In the last example, we saved some disk space by not having to write the output of bedtools to disk. However, if we would now like to compute the number of bases that have a 20X coverage or more, we would have to spend a few minutes to recompute coverage or save the intermediate result to disk (typically a few GB). We can optimize all this by using the tee command.

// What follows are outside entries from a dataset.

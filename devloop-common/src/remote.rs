//! Collaborator traits for the remote side of a dev session.
//!
//! The engine never talks to a cluster directly. It goes through these
//! traits, implemented by the kubectl platform in the `devloop` binary and
//! by [`crate::mock::MockPlatform`] in tests. Every call is cancellable by
//! dropping its future; implementations must not leave work running after
//! the future is dropped (kubectl children use `kill_on_drop`).

use crate::errors::ErrorCode;
use crate::manifest::{EnvVar, Protocol};
use async_trait::async_trait;
use serde::{Deserialize, Serialize};
use std::fmt;
use std::path::Path;
use std::sync::Arc;
use thiserror::Error;
use tokio_util::sync::CancellationToken;

/// Identity of the pod currently backing the component.
///
/// A different `uid` means the workload was recreated: remote files and
/// processes from the previous target cannot be assumed to exist.
#[derive(Debug, Clone, PartialEq, Eq, Hash, Serialize, Deserialize)]
pub struct TargetRef {
    pub pod: String,
    pub uid: String,
}

impl TargetRef {
    pub fn new(pod: impl Into<String>, uid: impl Into<String>) -> Self {
        Self {
            pod: pod.into(),
            uid: uid.into(),
        }
    }
}

impl fmt::Display for TargetRef {
    fn fmt(&self, f: &mut fmt::Formatter<'_>) -> fmt::Result {
        write!(f, "{}", self.pod)
    }
}

#[derive(Debug, Clone, Default, PartialEq, Eq)]
pub struct ExecOutput {
    pub exit_code: i32,
    pub stdout: String,
    pub stderr: String,
}

impl ExecOutput {
    pub fn ok(stdout: impl Into<String>) -> Self {
        Self {
            exit_code: 0,
            stdout: stdout.into(),
            stderr: String::new(),
        }
    }

    pub fn failed(exit_code: i32, stderr: impl Into<String>) -> Self {
        Self {
            exit_code,
            stdout: String::new(),
            stderr: stderr.into(),
        }
    }

    pub fn success(&self) -> bool {
        self.exit_code == 0
    }
}

#[derive(Debug, Clone, Error, PartialEq, Eq)]
pub enum RemoteError {
    #[error("target {0} is gone")]
    TargetGone(String),

    #[error("remote transport failed: {0}")]
    Transport(String),

    #[error("remote command exited with status {exit_code}: {stderr}")]
    CommandFailed { exit_code: i32, stderr: String },

    #[error("local port {0} is already in use")]
    LocalPortInUse(u16),

    #[error("forwarding stream closed: {0}")]
    StreamClosed(String),

    #[error("{0} not found on PATH")]
    ClientMissing(String),

    #[error("operation cancelled")]
    Cancelled,
}

impl RemoteError {
    pub fn code(&self) -> ErrorCode {
        match self {
            Self::TargetGone(_) => ErrorCode::PlatformTargetGone,
            Self::Transport(_) | Self::CommandFailed { .. } => ErrorCode::PlatformExecFailed,
            Self::LocalPortInUse(_) => ErrorCode::TunnelPortUnavailable,
            Self::StreamClosed(_) => ErrorCode::TunnelForwardFailed,
            Self::ClientMissing(_) => ErrorCode::PlatformClientMissing,
            Self::Cancelled => ErrorCode::SyncCancelled,
        }
    }

    /// Errors after which further calls against the same target are pointless.
    pub fn is_transport(&self) -> bool {
        matches!(
            self,
            Self::TargetGone(_) | Self::Transport(_) | Self::ClientMissing(_) | Self::Cancelled
        )
    }
}

// ── Exec ────────────────────────────────────────────────────────────────

#[async_trait]
pub trait RemoteExec: Send + Sync {
    /// Run `argv` in `container`, feeding `stdin` if given, and wait for exit.
    async fn exec(
        &self,
        target: &TargetRef,
        container: &str,
        argv: &[String],
        stdin: Option<Vec<u8>>,
    ) -> Result<ExecOutput, RemoteError>;
}

// ── Files ───────────────────────────────────────────────────────────────

#[async_trait]
pub trait FileTransport: Send + Sync {
    async fn ensure_dir(
        &self,
        target: &TargetRef,
        container: &str,
        dir: &str,
    ) -> Result<(), RemoteError>;

    /// Write `content` to `remote_path`, creating parent directories.
    async fn upload(
        &self,
        target: &TargetRef,
        container: &str,
        remote_path: &str,
        content: Vec<u8>,
    ) -> Result<(), RemoteError>;

    /// Remove paths recursively, in the given order.
    async fn remove(
        &self,
        target: &TargetRef,
        container: &str,
        remote_paths: &[String],
    ) -> Result<(), RemoteError>;
}

// ── Supervised processes ────────────────────────────────────────────────

#[derive(Debug, Clone, PartialEq, Eq)]
pub struct ProcessSpec {
    pub program: String,
    pub command_line: String,
    pub working_dir: Option<String>,
    pub env: Vec<EnvVar>,
}

#[derive(Debug, Clone, Copy, PartialEq, Eq)]
pub struct ProcessHandle {
    pub pid: u32,
}

#[derive(Debug, Clone, Copy, Default, PartialEq, Eq)]
pub struct ProbeResult {
    pub pid: Option<u32>,
    pub alive: bool,
    /// Exit status, when the backend observed the process ending.
    pub exit_code: Option<i32>,
}

#[async_trait]
pub trait ProcessBackend: Send + Sync {
    /// Start `spec` detached from the caller; returns once the pid is known.
    async fn start(
        &self,
        target: &TargetRef,
        container: &str,
        spec: &ProcessSpec,
    ) -> Result<ProcessHandle, RemoteError>;

    async fn probe(
        &self,
        target: &TargetRef,
        container: &str,
        program: &str,
    ) -> Result<ProbeResult, RemoteError>;

    /// Kill the program and its children. Stopping a stopped program is a no-op.
    async fn stop(
        &self,
        target: &TargetRef,
        container: &str,
        program: &str,
    ) -> Result<(), RemoteError>;
}

// ── Port forwarding ─────────────────────────────────────────────────────

#[derive(Debug, Clone, PartialEq, Eq)]
pub struct ForwardSpec {
    pub container: String,
    pub local_port: u16,
    pub container_port: u16,
    pub protocol: Protocol,
}

#[async_trait]
pub trait PortForwarder: Send + Sync {
    /// Forward `127.0.0.1:local_port` to the container port until `cancel`
    /// fires (returns `Ok`) or the stream fails (returns `Err`).
    async fn forward(
        &self,
        target: &TargetRef,
        spec: &ForwardSpec,
        cancel: CancellationToken,
    ) -> Result<(), RemoteError>;
}

// ── Workload ────────────────────────────────────────────────────────────

#[async_trait]
pub trait Workload: Send + Sync {
    /// Pod currently backing the component, if it is running.
    async fn current_target(&self) -> Result<Option<TargetRef>, RemoteError>;

    /// Delete the component workload created for this session.
    async fn delete(&self) -> Result<(), RemoteError>;

    /// Apply a cluster resource declared by an `apply` command.
    async fn apply(&self, component: &str, uri: Option<&Path>) -> Result<ExecOutput, RemoteError>;

    /// Container logs; with `follow` the implementation may stream to stdout
    /// and return once the stream ends.
    async fn logs(&self, container: &str, follow: bool) -> Result<String, RemoteError>;
}

/// Bundle of collaborator handles shared by the engine components.
#[derive(Clone)]
pub struct Platform {
    pub exec: Arc<dyn RemoteExec>,
    pub files: Arc<dyn FileTransport>,
    pub processes: Arc<dyn ProcessBackend>,
    pub forwarder: Arc<dyn PortForwarder>,
    pub workload: Arc<dyn Workload>,
}

impl fmt::Debug for Platform {
    fn fmt(&self, f: &mut fmt::Formatter<'_>) -> fmt::Result {
        f.debug_struct("Platform").finish_non_exhaustive()
    }
}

This tool, as its name implies, is used to split the standard output of a program so that it can be both displayed and saved to a file. Using some additional shell stream trickery, we can send the output to two processes at once:

bedtools coverage -d -a targets.bed -b sample.bam -split \
 | tee >(awk '{ sum += $NF } END { print sum/NR }' > coverage_mean.txt) \
 | awk '$NF>=20' | wc -l > coverage_20x.txt

A last example concerns the input to programs, specifically when you would like to send some data from a process to a software that wasn’t designed to accept stdin as input or if you want to send two stdout at once to the same program. Looking at the bedtools example again, we could calculate coverage on chromosome 1 only by using the following command:

bedtools coverage -d  -a <(grep ^chr1 targets.bed) -b <(samtools view sample.bam chr1) -split

Here, we have replaced two file arguments with calls to other commands. In the background, file descriptors will be created and used as buffer to stream the data between programs but once more, nothing is written on disk.

Obviously, we have only scratched the surface of the functionalities offered by these shell commands. Many other UNIX tools exist that deserve mention here: grep, cat, join, cut, wc, etc. I encourage you to take a look at them to increase your shell scripting skills!